//! Simulated ALE register file.
//!
//! [`SimRegisters`] models the register-visible behavior of an ALE well
//! enough to drive the engine without silicon: the table port, the
//! self-clearing `clear` and `ageout` control bits, the policer table
//! port and the classifier thread map. It is used by the test suites and
//! by host-side tooling that replays table dumps.

use crate::entry::{AleEntry, EntryType, UcastType, ALE_ENTRY_WORDS};
use crate::error::AleResult;
use crate::regs::{
    RegisterAccess, ALE_CONTROL, ALE_IDVER, ALE_POLICER_CIR, ALE_POLICER_CTL, ALE_POLICER_DA_SA,
    ALE_POLICER_ETHERTYPE_IPSA, ALE_POLICER_IPDA, ALE_POLICER_PIR, ALE_POLICER_PORT_OUI,
    ALE_POLICER_TBL_CTL, ALE_POLICER_TBL_INDEX_MASK, ALE_POLICER_TBL_WRITE_ENABLE,
    ALE_POLICER_VLAN, ALE_STATUS, ALE_TABLE, ALE_TABLE_CONTROL, ALE_TABLE_WRITE, ALE_THREAD_CTL,
    ALE_THREAD_VAL,
};
use crate::variant::AleVariant;
use parking_lot::Mutex;
use std::collections::HashMap;
use tracing::debug;

const CONTROL_CLEAR: u32 = 1 << 30;
const CONTROL_AGEOUT: u32 = 1 << 29;

/// Registers latched into a policer row on commit.
pub const POLICER_ROW_REGS: [u32; 8] = [
    ALE_POLICER_PORT_OUI,
    ALE_POLICER_DA_SA,
    ALE_POLICER_VLAN,
    ALE_POLICER_ETHERTYPE_IPSA,
    ALE_POLICER_IPDA,
    ALE_POLICER_PIR,
    ALE_POLICER_CIR,
    ALE_POLICER_CTL,
];

/// IDVER reported for classic switches: ident 0x29, version 1.3.
pub const SIM_IDVER_CPSW: u32 = 0x0029_0103;

/// IDVER reported for NU and K3 switches: version 1.4.
pub const SIM_IDVER_NU: u32 = 0x0029_0104;

const SIM_STATUS_ENTRIES: u32 = 1024;
const SIM_POLICERS: u32 = 32;

#[derive(Debug, Default)]
struct SimState {
    regs: HashMap<u32, u32>,
    table: Vec<[u32; ALE_ENTRY_WORDS]>,
    policers: Vec<[u32; POLICER_ROW_REGS.len()]>,
    threads: Vec<u32>,
    thread_sel: usize,
    ageout_pulses: u64,
    write_log: Vec<(u32, u32)>,
}

impl SimState {
    fn reg(&self, offset: u32) -> u32 {
        self.regs.get(&offset).copied().unwrap_or(0)
    }

    fn table_port(&mut self, value: u32) {
        let idx = (value & !ALE_TABLE_WRITE) as usize;
        if idx >= self.table.len() {
            debug!(idx, "sim: table index out of range");
            return;
        }

        if value & ALE_TABLE_WRITE != 0 {
            let mut words = [0; ALE_ENTRY_WORDS];
            for (i, word) in words.iter_mut().enumerate() {
                *word = self.reg(ALE_TABLE + 4 * i as u32);
            }
            self.table[idx] = words;
        } else {
            let words = self.table[idx];
            for (i, word) in words.iter().enumerate() {
                self.regs.insert(ALE_TABLE + 4 * i as u32, *word);
            }
        }
    }

    fn control(&mut self, mut value: u32) {
        if value & CONTROL_CLEAR != 0 {
            self.table.iter_mut().for_each(|row| *row = [0; ALE_ENTRY_WORDS]);
            value &= !CONTROL_CLEAR;
        }
        if value & CONTROL_AGEOUT != 0 {
            self.age();
            value &= !CONTROL_AGEOUT;
        }
        self.regs.insert(ALE_CONTROL, value);
    }

    /// One aging pass: untouched learned entries go, touched ones are
    /// marked untouched.
    fn age(&mut self) {
        self.ageout_pulses += 1;
        for row in self.table.iter_mut() {
            let mut entry = AleEntry::from_words(*row);
            if !entry.entry_type().is_addr() || entry.is_mcast() {
                continue;
            }
            match entry.ucast_type() {
                UcastType::Untouched => entry = AleEntry::new(),
                UcastType::Touched => entry.set_ucast_type(UcastType::Untouched),
                _ => continue,
            }
            *row = entry.words();
        }
    }

    fn policer_port(&mut self, value: u32) {
        let idx = (value & ALE_POLICER_TBL_INDEX_MASK) as usize;
        if idx >= self.policers.len() {
            return;
        }

        if value & ALE_POLICER_TBL_WRITE_ENABLE != 0 {
            let mut row = [0; POLICER_ROW_REGS.len()];
            for (slot, reg) in row.iter_mut().zip(POLICER_ROW_REGS) {
                *slot = self.reg(reg);
            }
            self.policers[idx] = row;
        } else {
            let row = self.policers[idx];
            for (slot, reg) in row.iter().zip(POLICER_ROW_REGS) {
                self.regs.insert(reg, *slot);
            }
        }
    }

    fn thread_select(&mut self, value: u32) {
        self.thread_sel = (value & ALE_POLICER_TBL_INDEX_MASK) as usize;
        let current = self.threads.get(self.thread_sel).copied().unwrap_or(0);
        self.regs.insert(ALE_THREAD_VAL, current);
    }
}

/// Register-level model of one ALE instance.
#[derive(Debug)]
pub struct SimRegisters {
    state: Mutex<SimState>,
}

impl SimRegisters {
    /// Creates a model of `dev_id` with its default geometry: the
    /// variant's fixed table size (1024 entries when it relies on the
    /// status register) and 32 policers on variants that have them.
    pub fn new(dev_id: &str) -> AleResult<Self> {
        let variant = AleVariant::lookup(dev_id)?;
        let entries = match variant.tbl_entries {
            0 => SIM_STATUS_ENTRIES,
            n => n,
        };
        let policers = if variant.has_status_reg() {
            SIM_POLICERS
        } else {
            0
        };
        Self::with_geometry(dev_id, entries, policers)
    }

    /// Creates a model of `dev_id` with an explicit table geometry.
    pub fn with_geometry(dev_id: &str, entries: u32, policers: u32) -> AleResult<Self> {
        let variant = AleVariant::lookup(dev_id)?;

        let mut state = SimState {
            table: vec![[0; ALE_ENTRY_WORDS]; entries as usize],
            policers: vec![[0; POLICER_ROW_REGS.len()]; policers as usize],
            threads: vec![0; policers as usize],
            ..Default::default()
        };

        let idver = if variant.nu_switch || variant.has_status_reg() {
            SIM_IDVER_NU
        } else {
            SIM_IDVER_CPSW
        };
        state.regs.insert(ALE_IDVER, idver);
        if variant.has_status_reg() {
            let status = ((entries / 1024) & 0xff) | (((policers / 8) & 0xff) << 8);
            state.regs.insert(ALE_STATUS, status);
        }

        Ok(Self {
            state: Mutex::new(state),
        })
    }

    /// Reads a register without side effects.
    pub fn peek(&self, offset: u32) -> u32 {
        self.state.lock().reg(offset)
    }

    /// Sets a register without side effects or logging.
    pub fn poke(&self, offset: u32, value: u32) {
        self.state.lock().regs.insert(offset, value);
    }

    /// Returns table row `idx`, bypassing the table port.
    pub fn entry(&self, idx: usize) -> AleEntry {
        AleEntry::from_words(self.state.lock().table[idx])
    }

    /// Stores table row `idx`, bypassing the table port.
    pub fn set_entry(&self, idx: usize, entry: AleEntry) {
        self.state.lock().table[idx] = entry.words();
    }

    /// Marks a learned unicast entry as hit by traffic.
    pub fn touch(&self, idx: usize) {
        let mut state = self.state.lock();
        let mut entry = AleEntry::from_words(state.table[idx]);
        if entry.entry_type().is_addr() && entry.ucast_type().is_ageable() {
            entry.set_ucast_type(UcastType::Touched);
            state.table[idx] = entry.words();
        }
    }

    /// Number of non-free rows.
    pub fn used_entries(&self) -> usize {
        self.state
            .lock()
            .table
            .iter()
            .filter(|row| AleEntry::from_words(**row).entry_type() != EntryType::Free)
            .count()
    }

    pub fn num_entries(&self) -> usize {
        self.state.lock().table.len()
    }

    /// Returns the latched registers of policer row `idx`, in
    /// [`POLICER_ROW_REGS`] order.
    pub fn policer_row(&self, idx: usize) -> [u32; POLICER_ROW_REGS.len()] {
        self.state.lock().policers[idx]
    }

    /// Returns the THREAD_VAL latched for classifier `idx`.
    pub fn thread_row(&self, idx: usize) -> u32 {
        self.state.lock().threads[idx]
    }

    pub fn ageout_pulses(&self) -> u64 {
        self.state.lock().ageout_pulses
    }

    /// Every write issued through [`RegisterAccess`], oldest first.
    pub fn write_log(&self) -> Vec<(u32, u32)> {
        self.state.lock().write_log.clone()
    }

    pub fn clear_write_log(&self) {
        self.state.lock().write_log.clear();
    }
}

impl RegisterAccess for SimRegisters {
    fn read(&self, offset: u32) -> u32 {
        self.state.lock().reg(offset)
    }

    fn write(&self, offset: u32, value: u32) {
        let mut state = self.state.lock();
        state.write_log.push((offset, value));

        match offset {
            ALE_TABLE_CONTROL => {
                state.regs.insert(offset, value);
                state.table_port(value);
            }
            ALE_CONTROL => state.control(value),
            ALE_POLICER_TBL_CTL => {
                state.regs.insert(offset, value);
                state.policer_port(value);
            }
            ALE_THREAD_CTL => {
                state.regs.insert(offset, value);
                state.thread_select(value);
            }
            ALE_THREAD_VAL => {
                state.regs.insert(offset, value);
                let sel = state.thread_sel;
                if let Some(slot) = state.threads.get_mut(sel) {
                    *slot = value;
                }
            }
            _ => {
                state.regs.insert(offset, value);
            }
        }
    }
}

#[cfg(test)]
mod tests {
    use super::*;
    use cpsw_types::MacAddress;
    use pretty_assertions::assert_eq;

    fn learned(mac: [u8; 6], ucast_type: UcastType) -> AleEntry {
        let mut entry = AleEntry::new();
        entry.set_entry_type(EntryType::Addr);
        entry.set_addr(&MacAddress::new(mac));
        entry.set_ucast_type(ucast_type);
        entry
    }

    #[test]
    fn test_seeded_identity() {
        let sim = SimRegisters::new("cpsw").unwrap();
        assert_eq!(sim.peek(ALE_IDVER), SIM_IDVER_CPSW);
        assert_eq!(sim.peek(ALE_STATUS), 0);
        assert_eq!(sim.num_entries(), 1024);

        let sim = SimRegisters::new("j721e-cpswxg").unwrap();
        assert_eq!(sim.peek(ALE_STATUS), 0x0401);
        assert_eq!(sim.num_entries(), 1024);
        assert!(sim.write_log().is_empty());
    }

    #[test]
    fn test_table_port() {
        let sim = SimRegisters::with_geometry("cpsw", 8, 0).unwrap();
        sim.write(ALE_TABLE, 0x1);
        sim.write(ALE_TABLE + 4, 0x2);
        sim.write(ALE_TABLE + 8, 0x3);
        sim.write(ALE_TABLE_CONTROL, ALE_TABLE_WRITE | 5);
        assert_eq!(sim.entry(5).words(), [1, 2, 3]);

        sim.write(ALE_TABLE_CONTROL, 0);
        assert_eq!(sim.read(ALE_TABLE), 0);
        sim.write(ALE_TABLE_CONTROL, 5);
        assert_eq!(sim.read(ALE_TABLE + 8), 3);
    }

    #[test]
    fn test_clear_self_clears() {
        let sim = SimRegisters::with_geometry("cpsw", 4, 0).unwrap();
        sim.set_entry(1, learned([0, 1, 2, 3, 4, 5], UcastType::Persistent));
        sim.write(ALE_CONTROL, CONTROL_CLEAR | (1 << 31));
        assert_eq!(sim.used_entries(), 0);
        assert_eq!(sim.peek(ALE_CONTROL), 1 << 31);
    }

    #[test]
    fn test_ageout_pass() {
        let sim = SimRegisters::with_geometry("cpsw", 4, 0).unwrap();
        sim.set_entry(0, learned([0, 1, 2, 3, 4, 5], UcastType::Untouched));
        sim.set_entry(1, learned([0, 1, 2, 3, 4, 6], UcastType::Touched));
        sim.set_entry(2, learned([0, 1, 2, 3, 4, 7], UcastType::Persistent));

        sim.write(ALE_CONTROL, CONTROL_AGEOUT);
        assert_eq!(sim.ageout_pulses(), 1);
        assert!(sim.entry(0).is_free());
        assert_eq!(sim.entry(1).ucast_type(), UcastType::Untouched);
        assert_eq!(sim.entry(2).ucast_type(), UcastType::Persistent);
        assert_eq!(sim.peek(ALE_CONTROL), 0);

        sim.touch(1);
        sim.write(ALE_CONTROL, CONTROL_AGEOUT);
        sim.write(ALE_CONTROL, CONTROL_AGEOUT);
        assert!(sim.entry(1).is_free());
        assert_eq!(sim.used_entries(), 1);
    }

    #[test]
    fn test_policer_port() {
        let sim = SimRegisters::new("am65x-cpsw2g").unwrap();
        sim.write(ALE_POLICER_PORT_OUI, 0x0008_0000);
        sim.write(ALE_POLICER_TBL_CTL, ALE_POLICER_TBL_WRITE_ENABLE | 3);
        assert_eq!(sim.policer_row(3)[0], 0x0008_0000);

        sim.write(ALE_POLICER_TBL_CTL, 4);
        assert_eq!(sim.read(ALE_POLICER_PORT_OUI), 0);
        sim.write(ALE_POLICER_TBL_CTL, 3);
        assert_eq!(sim.read(ALE_POLICER_PORT_OUI), 0x0008_0000);
    }

    #[test]
    fn test_thread_map() {
        let sim = SimRegisters::new("am65x-cpsw2g").unwrap();
        sim.write(ALE_THREAD_CTL, 2);
        sim.write(ALE_THREAD_VAL, 0x8005);
        sim.write(ALE_THREAD_CTL, 1);
        assert_eq!(sim.read(ALE_THREAD_VAL), 0);
        sim.write(ALE_THREAD_CTL, 2);
        assert_eq!(sim.read(ALE_THREAD_VAL), 0x8005);
        assert_eq!(sim.thread_row(2), 0x8005);
    }
}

--

> [Problem to work on] Each line above with the word "EntryType" needs to be copied.

> [Written reply]
use crate::entry::{AleEntry, EntryType, UcastType, ALE_ENTRY_WORDS};
            .filter(|row| AleEntry::from_words(**row).entry_type() != EntryType::Free)
        entry.set_entry_type(EntryType::Addr);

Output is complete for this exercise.